A survey of 1,600 academics found that more than 50% have used AI tools while peer reviewing manuscripts, even when core judgments remained human-authored. This makes the detection problem considerably harder: a review that is partially AI-assisted but human-edited may be more problematic than a fully AI-generated review, because it is harder to detect and because the human editor may not have engaged critically with the AI's output before submitting it.
The arXiv community has responded with proposals for author feedback mechanisms and reviewer incentives — stipends, credits, reputation systems — to make careful human reviewing more attractive relative to delegating to an AI. These are reasonable responses to the incentive problem, but they address the symptom rather than the structural cause.
The deeper question for evidence-dependent research
The ICLR finding sits at the end of a chain of evidence quality failures that this series of articles has been tracing from different angles. Fabricated citations undermine the existence guarantee of references. Citation amplification cascades undermine the independence guarantee of corroboration. Evidential fragility undermines the sufficiency guarantee of cited evidence. AI-generated peer review undermines the quality guarantee of accepted research.

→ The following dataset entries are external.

//! User configuration.
//!
//! Settings are read from `~/.geocatalog/config.ini`. A missing file yields
//! defaults; command-line flags override file values.
//!
//! # Example
//!
//! ```
//! use geocatalog::config::{ConfigFile, ConfigKey};
//!
//! let mut config = ConfigFile::default();
//! ConfigKey::IngestOnError.set(&mut config, "abort").unwrap();
//! assert_eq!(ConfigKey::IngestOnError.get(&config), "abort");
//! ```

mod defaults;
mod file;
mod keys;
mod parser;
mod settings;
mod writer;

pub use defaults::DEFAULT_CATALOG_FILE;
pub use file::{config_directory, config_file_path, ConfigFileError, ConfigInit};
pub use keys::{ConfigKey, ConfigKeyError};
pub use settings::{
    CatalogSettings, ConfigFile, DataSettings, EncodingSettings, IngestSettings,
    LoggingSettings, ReconcileSettings,
};
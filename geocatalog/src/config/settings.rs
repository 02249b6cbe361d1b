//! Settings structs for all configuration sections.
//!
//! Each struct represents one `[section]` of the INI config file.
//! These are pure data types with no parsing or serialization logic.

use std::path::PathBuf;

use crate::encoding::TextEncoding;
use crate::ingest::FailurePolicy;
use crate::reconcile::MatchKey;

/// Complete application configuration loaded from config.ini.
#[derive(Debug, Clone, PartialEq)]
pub struct ConfigFile {
    pub data: DataSettings,
    pub catalog: CatalogSettings,
    pub encoding: EncodingSettings,
    pub ingest: IngestSettings,
    pub reconcile: ReconcileSettings,
    pub logging: LoggingSettings,
}

/// Where the datasets live.
#[derive(Debug, Clone, PartialEq, Eq)]
pub struct DataSettings {
    /// Root directory scanned recursively. Unset until configured.
    pub directory: Option<PathBuf>,
    /// Data file extensions, without the dot.
    pub extensions: Vec<String>,
}

/// Catalog store.
#[derive(Debug, Clone, PartialEq, Eq)]
pub struct CatalogSettings {
    /// SQLite file holding the catalog.
    pub path: PathBuf,
}

/// Attribute table decoding.
#[derive(Debug, Clone, PartialEq)]
pub struct EncodingSettings {
    /// Encodings tried in order before sniffing.
    pub candidates: Vec<TextEncoding>,
    /// Confidence a sniffed guess must exceed to be tried.
    pub min_confidence: f32,
    /// Leading bytes of a file handed to the sniffer.
    pub sample_bytes: usize,
}

/// Ingestion behavior.
#[derive(Debug, Clone, Copy, PartialEq, Eq)]
pub struct IngestSettings {
    /// What to do with a file that cannot be read.
    pub on_error: FailurePolicy,
}

/// Inventory reconciliation.
#[derive(Debug, Clone, PartialEq, Eq)]
pub struct ReconcileSettings {
    /// Extension of the inventory database.
    pub inventory_extension: String,
    /// Inventory table listing datasets.
    pub table: String,
    /// Column of `table` holding dataset names.
    pub name_column: String,
    /// Part of the file name compared with inventory names.
    pub match_on: MatchKey,
    /// Where reports are written. Defaults to the data directory.
    pub report_dir: Option<PathBuf>,
}

/// Logging configuration.
#[derive(Debug, Clone, PartialEq, Eq)]
pub struct LoggingSettings {
    /// Log file, truncated at the start of every command.
    pub file: PathBuf,
}
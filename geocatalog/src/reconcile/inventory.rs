//! External metadata inventory (a SQLite database).

use std::collections::BTreeMap;
use std::path::{Path, PathBuf};

use rusqlite::types::ValueRef;
use rusqlite::{Connection, OpenFlags};
use tracing::{debug, info};

use super::ReconcileError;
use crate::source::FieldValue;

/// One inventory table, every cell stringified.
#[derive(Debug, Clone, Default, PartialEq, Eq)]
pub struct InventoryTable {
    pub columns: Vec<String>,
    pub rows: Vec<Vec<String>>,
}

impl InventoryTable {
    /// Index of `column`, if present.
    pub fn column_index(&self, column: &str) -> Option<usize> {
        self.columns.iter().position(|c| c == column)
    }

    /// Values of `column`, one per row.
    pub fn column_values(&self, column: &str) -> Option<Vec<&str>> {
        let index = self.column_index(column)?;
        Some(
            self.rows
                .iter()
                .map(|row| row.get(index).map_or("", String::as_str))
                .collect(),
        )
    }
}

/// Every table of an inventory database.
#[derive(Debug, Clone, Default, PartialEq, Eq)]
pub struct Inventory {
    pub path: PathBuf,
    pub tables: BTreeMap<String, InventoryTable>,
}

impl Inventory {
    /// Load every user table of the database at `path`, read-only.
    pub fn load(path: &Path) -> Result<Self, ReconcileError> {
        let sqlite = |source| ReconcileError::Inventory {
            path: path.to_path_buf(),
            source,
        };

        let conn = Connection::open_with_flags(path, OpenFlags::SQLITE_OPEN_READ_ONLY)
            .map_err(sqlite)?;

        let names: Vec<String> = {
            let mut stmt = conn
                .prepare(
                    "SELECT name FROM sqlite_master \
                     WHERE type = 'table' AND name NOT LIKE 'sqlite_%' ORDER BY name",
                )
                .map_err(sqlite)?;
            let names = stmt
                .query_map([], |row| row.get(0))
                .map_err(sqlite)?
                .collect::<Result<Vec<_>, _>>()
                .map_err(sqlite)?;
            names
        };
        info!(path = %path.display(), tables = ?names, "Detected inventory tables");

        let mut tables = BTreeMap::new();
        for name in names {
            let table = read_table(&conn, &name).map_err(sqlite)?;
            debug!(table = %name, rows = table.rows.len(), "Loaded inventory table");
            tables.insert(name, table);
        }

        Ok(Self {
            path: path.to_path_buf(),
            tables,
        })
    }

    /// The table named `name`.
    pub fn table(&self, name: &str) -> Result<&InventoryTable, ReconcileError> {
        self.tables
            .get(name)
            .ok_or_else(|| ReconcileError::InventoryTableMissing {
                path: self.path.clone(),
                table: name.to_string(),
                available: self.tables.keys().cloned().collect(),
            })
    }
}

fn read_table(conn: &Connection, name: &str) -> Result<InventoryTable, rusqlite::Error> {
    let sql = format!("SELECT * FROM \"{}\"", name.replace('"', "\"\""));
    let mut stmt = conn.prepare(&sql)?;
    let columns: Vec<String> = stmt.column_names().into_iter().map(String::from).collect();
    let width = columns.len();

    let mut rows = Vec::new();
    let mut cursor = stmt.query([])?;
    while let Some(row) = cursor.next()? {
        let mut cells = Vec::with_capacity(width);
        for i in 0..width {
            cells.push(cell_text(row.get_ref(i)?));
        }
        rows.push(cells);
    }

    Ok(InventoryTable { columns, rows })
}

fn cell_text(value: ValueRef<'_>) -> String {
    let value = match value {
        ValueRef::Null => FieldValue::Null,
        ValueRef::Integer(v) => FieldValue::Integer(v),
        ValueRef::Real(v) => FieldValue::Real(v),
        ValueRef::Text(bytes) => FieldValue::Text(String::from_utf8_lossy(bytes).into_owned()),
        ValueRef::Blob(bytes) => FieldValue::Bytes(bytes.to_vec()),
    };
    value.to_string()
}
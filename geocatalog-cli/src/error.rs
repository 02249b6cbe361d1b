//! CLI error handling with user-friendly messages.
//!
//! Centralizes error handling for the CLI, providing consistent formatting
//! and the exit code.

use std::fmt;
use std::path::PathBuf;
use std::process;

use geocatalog::catalog::CatalogError;
use geocatalog::config::ConfigFileError;
use geocatalog::ingest::{FileError, IngestError};
use geocatalog::reconcile::ReconcileError;

/// CLI-specific errors with user-friendly messages.
#[derive(Debug)]
pub enum CliError {
    /// Failed to initialize logging
    LoggingInit(String),
    /// Configuration error
    Config(String),
    /// Neither `--data-dir` nor `data.directory` is set
    NoDataDirectory,
    /// Catalog store error
    Catalog(CatalogError),
    /// Ingestion run failed
    Ingest(IngestError),
    /// Reconciliation failed
    Reconcile(ReconcileError),
    /// A single file could not be read
    Inspect { file: PathBuf, error: FileError },
}

impl CliError {
    /// Exit the process with an appropriate error message and code.
    pub fn exit(&self) -> ! {
        eprintln!("Error: {}", self);

        match self {
            CliError::NoDataDirectory => {
                eprintln!();
                eprintln!("Set it once with:");
                eprintln!("  geocatalog config set data.directory /path/to/data");
            }
            CliError::Ingest(IngestError::FileFailed { .. }) => {
                eprintln!();
                eprintln!("Nothing was written to the catalog.");
                eprintln!("Use --on-error skip to catalog the readable files only.");
            }
            CliError::Reconcile(ReconcileError::MetadataStoreMissing { .. }) => {
                eprintln!();
                eprintln!("The inventory extension can be changed with:");
                eprintln!("  geocatalog config set reconcile.inventory_extension <ext>");
            }
            _ => {}
        }

        process::exit(1)
    }
}

impl fmt::Display for CliError {
    fn fmt(&self, f: &mut fmt::Formatter<'_>) -> fmt::Result {
        match self {
            CliError::LoggingInit(msg) => write!(f, "Failed to initialize logging: {}", msg),
            CliError::Config(msg) => write!(f, "Configuration error: {}", msg),
            CliError::NoDataDirectory => write!(
                f,
                "No data directory: pass --data-dir or set data.directory"
            ),
            CliError::Catalog(e) => write!(f, "Catalog error: {}", e),
            CliError::Ingest(e) => write!(f, "Ingestion failed: {}", e),
            CliError::Reconcile(e) => write!(f, "Reconciliation failed: {}", e),
            CliError::Inspect { file, error } => {
                write!(f, "Failed to read '{}': {}", file.display(), error)
            }
        }
    }
}

impl std::error::Error for CliError {
    fn source(&self) -> Option<&(dyn std::error::Error + 'static)> {
        match self {
            CliError::Catalog(e) => Some(e),
            CliError::Ingest(e) => Some(e),
            CliError::Reconcile(e) => Some(e),
            CliError::Inspect { error, .. } => Some(error),
            _ => None,
        }
    }
}

impl From<ConfigFileError> for CliError {
    fn from(e: ConfigFileError) -> Self {
        CliError::Config(e.to_string())
    }
}

impl From<CatalogError> for CliError {
    fn from(e: CatalogError) -> Self {
        CliError::Catalog(e)
    }
}

impl From<IngestError> for CliError {
    fn from(e: IngestError) -> Self {
        CliError::Ingest(e)
    }
}

impl From<ReconcileError> for CliError {
    fn from(e: ReconcileError) -> Self {
        CliError::Reconcile(e)
    }
}

#[cfg(test)]
mod tests {
    use super::*;

    #[test]
    fn test_display_messages() {
        assert_eq!(
            CliError::NoDataDirectory.to_string(),
            "No data directory: pass --data-dir or set data.directory"
        );
        assert_eq!(
            CliError::Config("bad".to_string()).to_string(),
            "Configuration error: bad"
        );
    }

    #[test]
    fn test_config_file_error_conversion() {
        let err: CliError = ConfigFileError::InvalidValue {
            section: "ingest".to_string(),
            key: "on_error".to_string(),
            value: "retry".to_string(),
            reason: "must be skip or abort".to_string(),
        }
        .into();
        assert!(matches!(err, CliError::Config(ref msg) if msg.contains("ingest.on_error")));
    }
}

Each failure mode is distinct. But they share a common structure: a process that was designed to ensure evidence quality is being bypassed or corrupted in a way that preserves the appearance of quality while removing the substance.
The appropriate response is not to distrust all published research. The appropriate response is to treat peer review acceptance as a weaker signal than it was five years ago, and to build research workflows that do not rely on acceptance alone as a quality guarantee. What a paper claims, what evidence it cites, whether those citations exist and support the claim, and whether independent research paths arrive at the same conclusion — these questions matter more now, not less, because the upstream filtering that used to catch bad research is less reliable than it was.
Verification-first is not a technical feature. It is a research posture. The peer review crisis makes it newly urgent.